Tally the lines of the records that contain the string "crate", then give the total and nothing more.

PROVIDED RECORDS:
------------------------------------------------------------
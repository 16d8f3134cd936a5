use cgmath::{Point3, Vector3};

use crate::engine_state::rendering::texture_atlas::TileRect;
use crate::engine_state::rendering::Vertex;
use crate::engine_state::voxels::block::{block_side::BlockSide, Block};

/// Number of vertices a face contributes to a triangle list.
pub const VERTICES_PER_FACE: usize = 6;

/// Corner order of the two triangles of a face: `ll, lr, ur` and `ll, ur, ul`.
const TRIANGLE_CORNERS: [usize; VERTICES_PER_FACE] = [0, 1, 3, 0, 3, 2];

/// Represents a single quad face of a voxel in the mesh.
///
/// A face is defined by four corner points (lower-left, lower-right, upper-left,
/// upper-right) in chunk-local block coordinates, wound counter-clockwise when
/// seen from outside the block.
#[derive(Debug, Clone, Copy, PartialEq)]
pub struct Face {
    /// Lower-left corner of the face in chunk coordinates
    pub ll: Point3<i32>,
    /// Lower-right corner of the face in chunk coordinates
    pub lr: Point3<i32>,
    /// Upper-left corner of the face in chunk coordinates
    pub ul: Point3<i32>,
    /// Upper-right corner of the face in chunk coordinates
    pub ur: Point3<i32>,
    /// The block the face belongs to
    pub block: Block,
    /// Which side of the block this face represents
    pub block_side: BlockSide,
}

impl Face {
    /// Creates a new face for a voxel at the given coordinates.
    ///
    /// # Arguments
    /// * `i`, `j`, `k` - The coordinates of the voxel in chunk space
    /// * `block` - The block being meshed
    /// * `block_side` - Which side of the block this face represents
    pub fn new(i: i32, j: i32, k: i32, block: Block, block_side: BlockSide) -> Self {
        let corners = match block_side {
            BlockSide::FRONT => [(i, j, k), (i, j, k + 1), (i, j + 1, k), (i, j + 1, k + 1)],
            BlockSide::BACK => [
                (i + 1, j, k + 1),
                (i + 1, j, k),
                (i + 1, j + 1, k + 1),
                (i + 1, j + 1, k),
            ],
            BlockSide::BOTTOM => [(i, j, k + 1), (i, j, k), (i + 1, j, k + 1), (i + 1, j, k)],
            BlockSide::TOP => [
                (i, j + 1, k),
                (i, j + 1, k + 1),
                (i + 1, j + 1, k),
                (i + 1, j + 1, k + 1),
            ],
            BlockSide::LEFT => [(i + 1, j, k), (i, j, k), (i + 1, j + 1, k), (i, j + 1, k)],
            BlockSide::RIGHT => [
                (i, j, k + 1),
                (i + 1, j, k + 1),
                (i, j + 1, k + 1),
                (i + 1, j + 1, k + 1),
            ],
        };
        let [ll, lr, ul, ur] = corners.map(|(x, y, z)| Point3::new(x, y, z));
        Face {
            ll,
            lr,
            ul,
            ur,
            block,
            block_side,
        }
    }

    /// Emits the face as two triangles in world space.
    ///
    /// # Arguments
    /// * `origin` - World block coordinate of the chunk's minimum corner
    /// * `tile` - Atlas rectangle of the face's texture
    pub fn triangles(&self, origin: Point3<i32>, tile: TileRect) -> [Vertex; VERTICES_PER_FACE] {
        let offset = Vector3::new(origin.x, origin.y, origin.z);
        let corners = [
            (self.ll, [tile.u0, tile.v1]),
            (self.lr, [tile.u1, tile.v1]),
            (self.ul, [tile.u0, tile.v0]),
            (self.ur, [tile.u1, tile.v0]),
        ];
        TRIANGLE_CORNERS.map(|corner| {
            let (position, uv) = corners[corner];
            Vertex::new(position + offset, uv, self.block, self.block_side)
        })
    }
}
------------------------------------------------------------
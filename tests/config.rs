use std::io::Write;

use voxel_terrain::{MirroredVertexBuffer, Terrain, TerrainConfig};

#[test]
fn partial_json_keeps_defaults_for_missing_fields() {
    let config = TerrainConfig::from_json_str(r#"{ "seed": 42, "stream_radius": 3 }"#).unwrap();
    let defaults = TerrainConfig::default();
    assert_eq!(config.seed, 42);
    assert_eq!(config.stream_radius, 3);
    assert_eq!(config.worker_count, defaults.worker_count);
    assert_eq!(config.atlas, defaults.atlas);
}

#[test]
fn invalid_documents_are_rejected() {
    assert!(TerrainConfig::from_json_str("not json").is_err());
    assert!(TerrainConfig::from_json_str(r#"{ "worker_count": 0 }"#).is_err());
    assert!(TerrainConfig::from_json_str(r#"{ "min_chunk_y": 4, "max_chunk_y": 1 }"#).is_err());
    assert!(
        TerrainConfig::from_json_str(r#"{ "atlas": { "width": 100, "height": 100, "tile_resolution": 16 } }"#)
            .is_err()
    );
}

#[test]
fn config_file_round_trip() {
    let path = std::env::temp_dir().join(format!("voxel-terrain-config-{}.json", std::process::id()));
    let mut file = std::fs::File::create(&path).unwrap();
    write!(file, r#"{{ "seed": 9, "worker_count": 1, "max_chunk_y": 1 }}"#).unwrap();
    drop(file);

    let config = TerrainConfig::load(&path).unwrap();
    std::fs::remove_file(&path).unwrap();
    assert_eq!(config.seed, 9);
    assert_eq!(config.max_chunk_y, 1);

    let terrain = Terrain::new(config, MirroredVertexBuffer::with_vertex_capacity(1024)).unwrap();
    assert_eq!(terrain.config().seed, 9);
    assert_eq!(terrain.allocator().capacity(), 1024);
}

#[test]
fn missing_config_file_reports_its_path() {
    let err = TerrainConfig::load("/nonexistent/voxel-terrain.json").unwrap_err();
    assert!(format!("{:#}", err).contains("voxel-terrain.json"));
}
------------------------------------------------------------
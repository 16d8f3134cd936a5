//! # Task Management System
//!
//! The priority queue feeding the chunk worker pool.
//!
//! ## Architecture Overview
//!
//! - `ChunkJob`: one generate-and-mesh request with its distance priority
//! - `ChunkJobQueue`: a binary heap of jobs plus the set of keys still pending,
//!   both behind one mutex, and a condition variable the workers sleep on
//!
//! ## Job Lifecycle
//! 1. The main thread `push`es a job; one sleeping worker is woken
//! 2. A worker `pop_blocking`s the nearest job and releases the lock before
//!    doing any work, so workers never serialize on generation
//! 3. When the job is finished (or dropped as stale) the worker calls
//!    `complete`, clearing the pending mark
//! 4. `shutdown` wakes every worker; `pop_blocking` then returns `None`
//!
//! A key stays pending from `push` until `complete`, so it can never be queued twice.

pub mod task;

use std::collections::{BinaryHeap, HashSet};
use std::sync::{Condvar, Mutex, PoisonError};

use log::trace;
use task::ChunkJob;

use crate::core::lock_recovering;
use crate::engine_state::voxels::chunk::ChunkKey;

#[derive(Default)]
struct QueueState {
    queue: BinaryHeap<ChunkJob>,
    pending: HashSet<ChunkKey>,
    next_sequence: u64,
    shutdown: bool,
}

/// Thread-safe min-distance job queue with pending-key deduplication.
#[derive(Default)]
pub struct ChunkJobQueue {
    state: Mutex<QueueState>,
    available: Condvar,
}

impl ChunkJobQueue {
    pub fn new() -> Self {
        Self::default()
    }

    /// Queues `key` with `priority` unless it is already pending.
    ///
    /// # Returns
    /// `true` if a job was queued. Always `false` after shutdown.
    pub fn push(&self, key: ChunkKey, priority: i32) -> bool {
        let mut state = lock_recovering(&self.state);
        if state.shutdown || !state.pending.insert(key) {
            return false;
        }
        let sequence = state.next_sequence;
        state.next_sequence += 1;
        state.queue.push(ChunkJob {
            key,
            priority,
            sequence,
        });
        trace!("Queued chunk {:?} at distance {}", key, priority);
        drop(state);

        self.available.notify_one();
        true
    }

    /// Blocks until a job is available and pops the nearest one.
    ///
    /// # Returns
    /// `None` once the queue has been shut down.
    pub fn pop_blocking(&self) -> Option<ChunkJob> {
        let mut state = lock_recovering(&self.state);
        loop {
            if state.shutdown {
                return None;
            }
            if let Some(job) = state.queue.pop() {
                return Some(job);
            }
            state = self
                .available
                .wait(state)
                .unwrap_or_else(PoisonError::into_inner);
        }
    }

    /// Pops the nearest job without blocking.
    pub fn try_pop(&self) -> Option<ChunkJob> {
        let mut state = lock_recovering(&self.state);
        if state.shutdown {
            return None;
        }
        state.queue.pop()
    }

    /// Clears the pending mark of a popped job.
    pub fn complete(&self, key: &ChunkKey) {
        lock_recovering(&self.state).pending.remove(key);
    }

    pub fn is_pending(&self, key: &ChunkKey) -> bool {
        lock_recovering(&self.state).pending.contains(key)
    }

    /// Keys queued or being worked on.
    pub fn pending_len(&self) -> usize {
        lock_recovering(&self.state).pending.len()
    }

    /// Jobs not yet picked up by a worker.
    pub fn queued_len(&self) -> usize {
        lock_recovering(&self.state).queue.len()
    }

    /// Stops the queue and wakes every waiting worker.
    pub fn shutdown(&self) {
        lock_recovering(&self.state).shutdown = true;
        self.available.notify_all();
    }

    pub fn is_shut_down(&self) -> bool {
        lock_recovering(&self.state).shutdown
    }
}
------------------------------------------------------------
OUTPUT:
5